=== Material to process ===
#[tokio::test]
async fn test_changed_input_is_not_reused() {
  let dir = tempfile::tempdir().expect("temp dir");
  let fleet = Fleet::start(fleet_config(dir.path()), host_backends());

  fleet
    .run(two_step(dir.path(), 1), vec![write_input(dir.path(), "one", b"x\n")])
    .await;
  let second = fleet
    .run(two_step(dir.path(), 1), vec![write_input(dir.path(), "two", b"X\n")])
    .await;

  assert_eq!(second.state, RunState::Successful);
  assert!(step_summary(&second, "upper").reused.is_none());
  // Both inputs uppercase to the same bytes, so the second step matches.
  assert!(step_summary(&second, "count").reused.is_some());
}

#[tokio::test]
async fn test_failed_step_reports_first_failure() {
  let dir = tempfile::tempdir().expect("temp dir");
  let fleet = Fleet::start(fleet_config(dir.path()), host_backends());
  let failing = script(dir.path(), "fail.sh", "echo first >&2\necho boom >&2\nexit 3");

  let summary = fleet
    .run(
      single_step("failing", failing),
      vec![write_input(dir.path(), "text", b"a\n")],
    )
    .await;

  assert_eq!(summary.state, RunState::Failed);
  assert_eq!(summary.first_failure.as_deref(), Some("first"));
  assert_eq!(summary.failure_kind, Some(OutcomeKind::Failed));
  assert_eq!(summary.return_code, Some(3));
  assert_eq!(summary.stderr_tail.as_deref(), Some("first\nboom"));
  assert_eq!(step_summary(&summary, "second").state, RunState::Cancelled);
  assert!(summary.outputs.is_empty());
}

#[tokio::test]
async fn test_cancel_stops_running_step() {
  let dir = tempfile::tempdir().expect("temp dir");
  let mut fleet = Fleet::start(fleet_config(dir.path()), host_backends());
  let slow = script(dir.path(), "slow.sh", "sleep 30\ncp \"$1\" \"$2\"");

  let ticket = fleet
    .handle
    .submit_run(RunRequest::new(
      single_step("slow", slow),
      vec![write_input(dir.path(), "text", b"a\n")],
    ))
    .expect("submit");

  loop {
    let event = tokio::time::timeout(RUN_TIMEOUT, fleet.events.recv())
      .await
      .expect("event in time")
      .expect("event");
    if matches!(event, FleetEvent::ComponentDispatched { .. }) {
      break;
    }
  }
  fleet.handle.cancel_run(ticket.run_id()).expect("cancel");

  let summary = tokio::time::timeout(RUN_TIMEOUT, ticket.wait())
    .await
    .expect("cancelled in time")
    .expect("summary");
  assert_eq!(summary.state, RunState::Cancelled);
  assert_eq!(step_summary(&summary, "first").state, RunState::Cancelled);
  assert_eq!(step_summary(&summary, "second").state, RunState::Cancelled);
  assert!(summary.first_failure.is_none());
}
===
## About this task
Reproduce the line that contains "event = tokio::time::timeout(RUN_TIMEOUT, fleet.events.recv())" and each line after it through the last line of the entries above, exactly; leave out all earlier lines.

## Result of the task
    let event = tokio::time::timeout(RUN_TIMEOUT, fleet.events.recv())
      .await
      .expect("event in time")
      .expect("event");
    if matches!(event, FleetEvent::ComponentDispatched { .. }) {
      break;
    }
  }
  fleet.handle.cancel_run(ticket.run_id()).expect("cancel");

  let summary = tokio::time::timeout(RUN_TIMEOUT, ticket.wait())
    .await
    .expect("cancelled in time")
    .expect("summary");
  assert_eq!(summary.state, RunState::Cancelled);
  assert_eq!(step_summary(&summary, "first").state, RunState::Cancelled);
  assert_eq!(step_summary(&summary, "second").state, RunState::Cancelled);
  assert!(summary.first_failure.is_none());
}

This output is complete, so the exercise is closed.